EXERCISE BRIEF:
The number needed is how many lines in these entries contain "LruCacheConfig"; give it alone.

EXERCISE MATERIALS:
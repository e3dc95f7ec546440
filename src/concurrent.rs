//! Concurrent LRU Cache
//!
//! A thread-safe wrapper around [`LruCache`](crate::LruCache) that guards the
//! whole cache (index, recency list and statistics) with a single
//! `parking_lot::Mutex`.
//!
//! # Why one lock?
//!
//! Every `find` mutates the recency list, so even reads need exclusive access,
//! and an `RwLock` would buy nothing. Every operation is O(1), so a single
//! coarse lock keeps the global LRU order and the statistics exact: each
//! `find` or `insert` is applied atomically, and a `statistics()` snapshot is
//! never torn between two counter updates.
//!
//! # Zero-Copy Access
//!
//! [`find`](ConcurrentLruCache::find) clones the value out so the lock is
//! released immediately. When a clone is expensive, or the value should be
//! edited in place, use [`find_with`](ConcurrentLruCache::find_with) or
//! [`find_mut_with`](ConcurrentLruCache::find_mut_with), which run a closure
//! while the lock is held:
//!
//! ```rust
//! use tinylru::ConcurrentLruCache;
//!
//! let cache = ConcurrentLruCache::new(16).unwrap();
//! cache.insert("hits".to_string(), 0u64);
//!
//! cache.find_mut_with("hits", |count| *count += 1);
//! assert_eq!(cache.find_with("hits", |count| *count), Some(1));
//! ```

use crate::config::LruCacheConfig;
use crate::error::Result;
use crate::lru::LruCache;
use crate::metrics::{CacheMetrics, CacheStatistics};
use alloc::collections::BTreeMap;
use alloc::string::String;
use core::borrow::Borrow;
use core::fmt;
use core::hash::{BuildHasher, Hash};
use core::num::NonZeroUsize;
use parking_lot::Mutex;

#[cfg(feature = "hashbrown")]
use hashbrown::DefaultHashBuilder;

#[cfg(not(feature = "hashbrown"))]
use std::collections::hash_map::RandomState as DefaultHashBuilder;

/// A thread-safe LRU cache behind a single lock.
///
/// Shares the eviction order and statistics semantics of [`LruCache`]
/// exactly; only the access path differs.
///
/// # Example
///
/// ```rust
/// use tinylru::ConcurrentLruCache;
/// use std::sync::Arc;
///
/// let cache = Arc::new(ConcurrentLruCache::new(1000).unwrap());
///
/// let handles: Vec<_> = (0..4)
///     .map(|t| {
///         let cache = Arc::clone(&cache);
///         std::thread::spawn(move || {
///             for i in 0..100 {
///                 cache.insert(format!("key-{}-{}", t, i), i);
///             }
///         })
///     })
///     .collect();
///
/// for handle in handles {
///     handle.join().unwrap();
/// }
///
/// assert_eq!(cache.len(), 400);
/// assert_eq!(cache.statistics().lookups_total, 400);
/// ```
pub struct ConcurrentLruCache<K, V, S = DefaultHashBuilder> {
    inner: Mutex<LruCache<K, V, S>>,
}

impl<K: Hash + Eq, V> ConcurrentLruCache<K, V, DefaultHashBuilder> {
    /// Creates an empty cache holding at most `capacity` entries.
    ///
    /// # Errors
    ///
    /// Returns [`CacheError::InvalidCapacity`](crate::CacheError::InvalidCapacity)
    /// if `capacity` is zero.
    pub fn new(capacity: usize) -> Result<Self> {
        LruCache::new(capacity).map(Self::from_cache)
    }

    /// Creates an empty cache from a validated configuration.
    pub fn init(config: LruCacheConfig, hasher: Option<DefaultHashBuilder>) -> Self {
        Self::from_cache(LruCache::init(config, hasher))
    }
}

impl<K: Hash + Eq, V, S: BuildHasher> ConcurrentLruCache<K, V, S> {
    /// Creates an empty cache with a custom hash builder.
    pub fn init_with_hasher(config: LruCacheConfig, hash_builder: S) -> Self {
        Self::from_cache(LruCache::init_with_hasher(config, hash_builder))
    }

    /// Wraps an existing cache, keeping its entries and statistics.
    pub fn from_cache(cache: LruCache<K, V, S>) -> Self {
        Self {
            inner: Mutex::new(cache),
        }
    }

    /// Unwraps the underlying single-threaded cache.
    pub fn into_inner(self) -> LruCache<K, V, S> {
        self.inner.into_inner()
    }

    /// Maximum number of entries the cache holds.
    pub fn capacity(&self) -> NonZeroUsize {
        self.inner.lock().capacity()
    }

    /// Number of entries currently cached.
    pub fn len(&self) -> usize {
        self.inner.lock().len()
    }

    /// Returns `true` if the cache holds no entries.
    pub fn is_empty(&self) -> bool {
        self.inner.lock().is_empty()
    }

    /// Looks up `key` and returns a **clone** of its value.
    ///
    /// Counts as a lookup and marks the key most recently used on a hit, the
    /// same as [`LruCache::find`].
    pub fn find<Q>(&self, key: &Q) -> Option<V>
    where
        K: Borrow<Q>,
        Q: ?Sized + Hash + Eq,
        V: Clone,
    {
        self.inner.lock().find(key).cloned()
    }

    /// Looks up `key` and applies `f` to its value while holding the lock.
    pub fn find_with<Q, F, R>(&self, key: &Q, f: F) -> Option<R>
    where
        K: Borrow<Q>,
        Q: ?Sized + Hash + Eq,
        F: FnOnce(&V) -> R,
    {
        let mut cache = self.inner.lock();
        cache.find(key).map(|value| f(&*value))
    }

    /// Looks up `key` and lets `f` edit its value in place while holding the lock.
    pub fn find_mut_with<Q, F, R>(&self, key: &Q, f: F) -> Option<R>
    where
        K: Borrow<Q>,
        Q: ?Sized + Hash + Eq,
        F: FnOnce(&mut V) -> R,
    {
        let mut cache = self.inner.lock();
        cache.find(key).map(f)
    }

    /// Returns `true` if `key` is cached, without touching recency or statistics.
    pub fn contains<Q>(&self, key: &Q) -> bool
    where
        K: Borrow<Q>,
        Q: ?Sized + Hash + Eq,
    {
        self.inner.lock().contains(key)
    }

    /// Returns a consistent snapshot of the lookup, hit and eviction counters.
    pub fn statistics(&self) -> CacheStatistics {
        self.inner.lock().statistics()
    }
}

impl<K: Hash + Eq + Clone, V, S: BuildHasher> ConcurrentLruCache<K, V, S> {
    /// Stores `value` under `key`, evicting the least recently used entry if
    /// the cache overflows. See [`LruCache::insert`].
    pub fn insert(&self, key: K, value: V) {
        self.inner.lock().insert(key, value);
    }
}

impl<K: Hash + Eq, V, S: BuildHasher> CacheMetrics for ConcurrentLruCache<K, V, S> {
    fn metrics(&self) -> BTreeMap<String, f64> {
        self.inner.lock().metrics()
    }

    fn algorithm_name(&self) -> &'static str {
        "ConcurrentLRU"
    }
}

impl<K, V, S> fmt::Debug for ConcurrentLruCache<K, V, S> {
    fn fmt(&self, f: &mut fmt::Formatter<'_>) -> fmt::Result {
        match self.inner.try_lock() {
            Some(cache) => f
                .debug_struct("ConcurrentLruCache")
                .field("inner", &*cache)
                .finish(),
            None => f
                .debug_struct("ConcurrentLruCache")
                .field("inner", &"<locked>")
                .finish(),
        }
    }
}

ANSWER FOR THE TASK:
3